(Beginning of Dataset records)
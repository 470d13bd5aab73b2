//! # stepper-jog
//!
//! Manual jog control for a bipolar stepper motor driven through an H-bridge.
//!
//! One press of the jog button advances the motor exactly one step, in the
//! direction and resolution selected by switches, while a two-line character
//! display shows the mode and motion state.
//!
//! ## Features
//!
//! - **Exact stepping**: one step per press, however long the button is held
//! - **Full and half step**: independent phase counters per direction and resolution
//! - **embedded-hal 1.0**: `InputPin` for switches, `OutputPin` for IN1..IN4, HD44780 over `OutputPin` + `DelayNs`
//! - **no_std compatible**: Core library works without standard library
//! - **Fail-safe decoding**: both direction switches at once means stopped
//!
//! ## Quick Start
//!
//! ```rust,ignore
//! use stepper_jog::{BoardConfig, CoilDriverBuilder, Hd44780, JogMachine, PinInputs, TickFlag};
//!
//! static TICK: TickFlag = TickFlag::new();
//!
//! let config = BoardConfig::default();
//! let inputs = PinInputs::new(mode, right, left, jog, config.inputs);
//! let coils = CoilDriverBuilder::new()
//!     .in1(in1).in2(in2).in3(in3).in4(in4)
//!     .from_config(&config)
//!     .build()?;
//! let lcd = Hd44780::new(rs, en, d4, d5, d6, d7, delay).init().map_err(|(_, e)| e)?;
//!
//! let mut machine = JogMachine::new(inputs, coils, lcd, &config);
//! loop {
//!     machine.service(&TICK)?;
//! }
//! ```
//!
//! ## Feature Flags
//!
//! - `std` (default): Enables file I/O and TOML parsing
//! - `defmt`: Enables defmt logging for embedded targets

#![cfg_attr(not(feature = "std"), no_std)]
#![warn(missing_docs)]
#![warn(clippy::all)]
#![deny(unsafe_code)]
// Allow large error types - necessary for no_std with heapless strings
#![allow(clippy::result_large_err)]

// Must stay first so the logging macros are visible to every module.
#[macro_use]
mod fmt;

// Core modules
pub mod config;
pub mod controller;
pub mod display;
pub mod error;
pub mod input;
pub mod motion;
pub mod motor;

// Re-exports for ergonomic API
pub use config::{validate_config, BoardConfig, InputConfig, Pacing, Polarity};
pub use controller::{CycleReport, JogController, JogMachine, TickFlag};
pub use display::{render, DisplayText, Hd44780, TextDisplay};
pub use error::{Error, Result};
pub use input::{InputSample, InputSampler, PinInputs};
pub use motion::{
    decode, detect, CoilPattern, Direction, HalfTurn, MotionIntent, PhaseIndex, Resolution,
    StepSequencer,
};
pub use motor::{CoilDriver, CoilDriverBuilder, CoilOutput};

// Configuration loading (std only)
#[cfg(feature = "std")]
pub use config::{load_config, parse_config};
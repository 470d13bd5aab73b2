//! Motion module for stepper-jog.
//!
//! The jog core: decoding switches into a motion intent, detecting jog
//! presses, and sequencing coil patterns one step at a time.

mod decoder;
mod intent;
mod jog;
mod sequencer;

pub use decoder::{decode, decode_half_turn, decode_sample};
pub use intent::{Direction, HalfTurn, MotionIntent, Resolution};
pub use jog::{detect, JogButton, JogEvent};
pub use sequencer::{pattern, table, CoilPattern, PhaseIndex, StepSequencer};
(End of Dataset records)
- **Task description**:
Exactly as they are written, print the entries again.

- **Answer section**:
repository 470d13bd5aab73b2
//! # stepper-jog
//!
//! Manual jog control for a bipolar stepper motor driven through an H-bridge.
//!
//! One press of the jog button advances the motor exactly one step, in the
//! direction and resolution selected by switches, while a two-line character
//! display shows the mode and motion state.
//!
//! ## Features
//!
//! - **Exact stepping**: one step per press, however long the button is held
//! - **Full and half step**: independent phase counters per direction and resolution
//! - **embedded-hal 1.0**: `InputPin` for switches, `OutputPin` for IN1..IN4, HD44780 over `OutputPin` + `DelayNs`
//! - **no_std compatible**: Core library works without standard library
//! - **Fail-safe decoding**: both direction switches at once means stopped
//!
//! ## Quick Start
//!
//! ```rust,ignore
//! use stepper_jog::{BoardConfig, CoilDriverBuilder, Hd44780, JogMachine, PinInputs, TickFlag};
//!
//! static TICK: TickFlag = TickFlag::new();
//!
//! let config = BoardConfig::default();
//! let inputs = PinInputs::new(mode, right, left, jog, config.inputs);
//! let coils = CoilDriverBuilder::new()
//!     .in1(in1).in2(in2).in3(in3).in4(in4)
//!     .from_config(&config)
//!     .build()?;
//! let lcd = Hd44780::new(rs, en, d4, d5, d6, d7, delay).init().map_err(|(_, e)| e)?;
//!
//! let mut machine = JogMachine::new(inputs, coils, lcd, &config);
//! loop {
//!     machine.service(&TICK)?;
//! }
//! ```
//!
//! ## Feature Flags
//!
//! - `std` (default): Enables file I/O and TOML parsing
//! - `defmt`: Enables defmt logging for embedded targets

#![cfg_attr(not(feature = "std"), no_std)]
#![warn(missing_docs)]
#![warn(clippy::all)]
#![deny(unsafe_code)]
// Allow large error types - necessary for no_std with heapless strings
#![allow(clippy::result_large_err)]

// Must stay first so the logging macros are visible to every module.
#[macro_use]
mod fmt;

// Core modules
pub mod config;
pub mod controller;
pub mod display;
pub mod error;
pub mod input;
pub mod motion;
pub mod motor;

// Re-exports for ergonomic API
pub use config::{validate_config, BoardConfig, InputConfig, Pacing, Polarity};
pub use controller::{CycleReport, JogController, JogMachine, TickFlag};
pub use display::{render, DisplayText, Hd44780, TextDisplay};
pub use error::{Error, Result};
pub use input::{InputSample, InputSampler, PinInputs};
pub use motion::{
    decode, detect, CoilPattern, Direction, HalfTurn, MotionIntent, PhaseIndex, Resolution,
    StepSequencer,
};
pub use motor::{CoilDriver, CoilDriverBuilder, CoilOutput};

// Configuration loading (std only)
#[cfg(feature = "std")]
pub use config::{load_config, parse_config};
repository 470d13bd5aab73b2
//! Motion module for stepper-jog.
//!
//! The jog core: decoding switches into a motion intent, detecting jog
//! presses, and sequencing coil patterns one step at a time.

mod decoder;
mod intent;
mod jog;
mod sequencer;

pub use decoder::{decode, decode_half_turn, decode_sample};
pub use intent::{Direction, HalfTurn, MotionIntent, Resolution};
pub use jog::{detect, JogButton, JogEvent};
pub use sequencer::{pattern, table, CoilPattern, PhaseIndex, StepSequencer};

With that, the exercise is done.